• THE DATA:
**********

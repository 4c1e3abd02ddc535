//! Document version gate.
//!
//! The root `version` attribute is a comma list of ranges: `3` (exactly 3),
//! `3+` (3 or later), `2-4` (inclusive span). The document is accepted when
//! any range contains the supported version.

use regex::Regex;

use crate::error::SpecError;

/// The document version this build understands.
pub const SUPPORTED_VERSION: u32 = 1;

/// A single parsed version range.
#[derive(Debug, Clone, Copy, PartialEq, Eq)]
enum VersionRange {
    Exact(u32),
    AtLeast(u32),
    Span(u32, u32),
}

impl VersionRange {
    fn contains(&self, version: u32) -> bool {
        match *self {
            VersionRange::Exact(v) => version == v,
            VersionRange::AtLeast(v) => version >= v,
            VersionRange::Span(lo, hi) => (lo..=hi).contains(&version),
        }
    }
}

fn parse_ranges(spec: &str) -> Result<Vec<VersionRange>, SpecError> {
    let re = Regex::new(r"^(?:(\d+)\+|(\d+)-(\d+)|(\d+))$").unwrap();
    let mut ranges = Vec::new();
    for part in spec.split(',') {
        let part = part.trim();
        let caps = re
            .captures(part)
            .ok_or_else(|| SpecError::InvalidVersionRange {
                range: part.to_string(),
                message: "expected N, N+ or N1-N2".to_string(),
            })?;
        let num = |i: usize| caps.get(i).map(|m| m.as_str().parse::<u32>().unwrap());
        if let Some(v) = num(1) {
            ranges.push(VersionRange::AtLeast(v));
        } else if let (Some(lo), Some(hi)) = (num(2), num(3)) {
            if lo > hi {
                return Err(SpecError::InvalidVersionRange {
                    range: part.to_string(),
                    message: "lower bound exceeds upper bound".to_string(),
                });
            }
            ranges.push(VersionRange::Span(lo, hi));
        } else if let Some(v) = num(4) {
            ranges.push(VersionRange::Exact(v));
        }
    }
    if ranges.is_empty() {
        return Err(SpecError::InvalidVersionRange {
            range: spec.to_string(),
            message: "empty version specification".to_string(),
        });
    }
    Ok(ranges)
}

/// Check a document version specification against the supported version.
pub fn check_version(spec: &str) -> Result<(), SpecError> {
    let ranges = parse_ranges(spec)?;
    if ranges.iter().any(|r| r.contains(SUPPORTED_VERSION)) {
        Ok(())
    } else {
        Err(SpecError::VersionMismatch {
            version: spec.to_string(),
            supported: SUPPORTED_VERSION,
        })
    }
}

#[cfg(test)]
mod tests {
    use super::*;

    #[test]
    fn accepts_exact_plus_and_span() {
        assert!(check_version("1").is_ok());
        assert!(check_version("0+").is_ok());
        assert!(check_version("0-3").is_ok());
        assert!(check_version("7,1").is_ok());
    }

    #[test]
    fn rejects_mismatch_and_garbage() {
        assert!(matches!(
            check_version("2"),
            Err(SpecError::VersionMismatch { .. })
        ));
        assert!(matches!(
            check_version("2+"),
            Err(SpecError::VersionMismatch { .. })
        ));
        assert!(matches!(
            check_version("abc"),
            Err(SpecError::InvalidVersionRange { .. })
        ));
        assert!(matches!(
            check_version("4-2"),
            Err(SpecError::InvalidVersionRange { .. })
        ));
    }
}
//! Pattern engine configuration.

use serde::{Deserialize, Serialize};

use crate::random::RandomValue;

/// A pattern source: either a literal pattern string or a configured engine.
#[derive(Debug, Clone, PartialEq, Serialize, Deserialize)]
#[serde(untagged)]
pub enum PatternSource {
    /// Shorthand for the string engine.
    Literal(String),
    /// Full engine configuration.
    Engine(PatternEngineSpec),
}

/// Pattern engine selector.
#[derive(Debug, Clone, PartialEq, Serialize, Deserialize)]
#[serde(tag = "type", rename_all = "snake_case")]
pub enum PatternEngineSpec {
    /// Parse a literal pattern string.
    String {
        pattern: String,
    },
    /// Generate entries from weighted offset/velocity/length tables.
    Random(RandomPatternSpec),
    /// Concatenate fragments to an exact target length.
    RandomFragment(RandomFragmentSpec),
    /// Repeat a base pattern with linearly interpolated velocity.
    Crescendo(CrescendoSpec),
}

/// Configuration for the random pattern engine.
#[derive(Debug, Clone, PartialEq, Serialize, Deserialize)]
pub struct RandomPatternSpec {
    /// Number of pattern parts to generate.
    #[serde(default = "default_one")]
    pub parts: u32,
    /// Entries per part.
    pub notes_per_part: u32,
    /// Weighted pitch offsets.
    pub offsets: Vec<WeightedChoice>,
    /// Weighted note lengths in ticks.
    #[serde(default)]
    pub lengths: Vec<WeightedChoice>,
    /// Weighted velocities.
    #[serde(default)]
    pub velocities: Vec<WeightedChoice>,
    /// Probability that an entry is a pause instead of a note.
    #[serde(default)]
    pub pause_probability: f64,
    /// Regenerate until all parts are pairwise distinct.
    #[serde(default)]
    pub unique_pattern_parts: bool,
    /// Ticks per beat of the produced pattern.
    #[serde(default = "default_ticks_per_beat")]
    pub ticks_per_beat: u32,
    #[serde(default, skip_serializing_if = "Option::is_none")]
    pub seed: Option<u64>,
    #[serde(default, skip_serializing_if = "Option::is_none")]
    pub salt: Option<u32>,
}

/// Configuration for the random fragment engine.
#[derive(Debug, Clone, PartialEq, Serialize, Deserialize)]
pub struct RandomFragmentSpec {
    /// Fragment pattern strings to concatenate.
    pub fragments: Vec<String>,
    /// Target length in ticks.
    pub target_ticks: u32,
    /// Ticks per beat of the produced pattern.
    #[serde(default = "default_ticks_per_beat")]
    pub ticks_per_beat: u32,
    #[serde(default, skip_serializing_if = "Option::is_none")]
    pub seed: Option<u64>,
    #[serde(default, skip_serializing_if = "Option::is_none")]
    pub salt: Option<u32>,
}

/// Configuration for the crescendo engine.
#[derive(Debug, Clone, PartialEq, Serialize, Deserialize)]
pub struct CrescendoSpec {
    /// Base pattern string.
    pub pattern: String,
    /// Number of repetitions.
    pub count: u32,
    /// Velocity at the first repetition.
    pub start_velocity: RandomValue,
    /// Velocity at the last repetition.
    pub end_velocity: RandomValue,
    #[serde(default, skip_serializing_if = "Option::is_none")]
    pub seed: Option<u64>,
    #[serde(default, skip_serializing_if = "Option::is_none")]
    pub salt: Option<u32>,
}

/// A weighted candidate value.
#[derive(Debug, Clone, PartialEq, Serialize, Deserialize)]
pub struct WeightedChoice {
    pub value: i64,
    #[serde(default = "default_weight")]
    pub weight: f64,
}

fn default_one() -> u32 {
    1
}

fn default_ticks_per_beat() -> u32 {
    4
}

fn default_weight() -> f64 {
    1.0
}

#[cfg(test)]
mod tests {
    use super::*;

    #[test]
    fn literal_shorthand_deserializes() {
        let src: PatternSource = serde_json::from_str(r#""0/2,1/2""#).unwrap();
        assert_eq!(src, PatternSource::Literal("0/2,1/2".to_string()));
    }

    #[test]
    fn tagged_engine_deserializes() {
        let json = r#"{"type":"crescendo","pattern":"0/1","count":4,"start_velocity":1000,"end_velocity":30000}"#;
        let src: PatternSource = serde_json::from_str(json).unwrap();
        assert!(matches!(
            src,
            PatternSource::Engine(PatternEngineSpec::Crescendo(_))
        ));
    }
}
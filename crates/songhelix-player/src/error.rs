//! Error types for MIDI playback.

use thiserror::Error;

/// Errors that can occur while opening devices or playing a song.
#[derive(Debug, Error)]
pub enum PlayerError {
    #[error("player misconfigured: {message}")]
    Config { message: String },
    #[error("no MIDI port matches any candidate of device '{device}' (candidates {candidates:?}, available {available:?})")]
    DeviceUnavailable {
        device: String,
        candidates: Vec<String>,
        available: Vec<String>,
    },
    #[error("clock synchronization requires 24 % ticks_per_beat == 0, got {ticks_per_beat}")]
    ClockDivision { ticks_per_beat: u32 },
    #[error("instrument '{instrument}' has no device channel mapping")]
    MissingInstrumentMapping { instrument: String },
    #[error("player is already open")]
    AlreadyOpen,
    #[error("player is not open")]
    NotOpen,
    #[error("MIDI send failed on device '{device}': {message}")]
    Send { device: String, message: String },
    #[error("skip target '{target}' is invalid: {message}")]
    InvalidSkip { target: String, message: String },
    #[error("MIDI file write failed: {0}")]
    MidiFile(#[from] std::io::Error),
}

**********

• AIM OF THE EXERCISE: Starting with the line with "weighted offset/velocity/length tables." above and going on through the line with "Entries per part.", transcribe every line exactly, both ends included, and add nothing.

• ANSWER TO THIS TASK:
    /// Generate entries from weighted offset/velocity/length tables.
    Random(RandomPatternSpec),
    /// Concatenate fragments to an exact target length.
    RandomFragment(RandomFragmentSpec),
    /// Repeat a base pattern with linearly interpolated velocity.
    Crescendo(CrescendoSpec),
}

/// Configuration for the random pattern engine.
#[derive(Debug, Clone, PartialEq, Serialize, Deserialize)]
pub struct RandomPatternSpec {
    /// Number of pattern parts to generate.
    #[serde(default = "default_one")]
    pub parts: u32,
    /// Entries per part.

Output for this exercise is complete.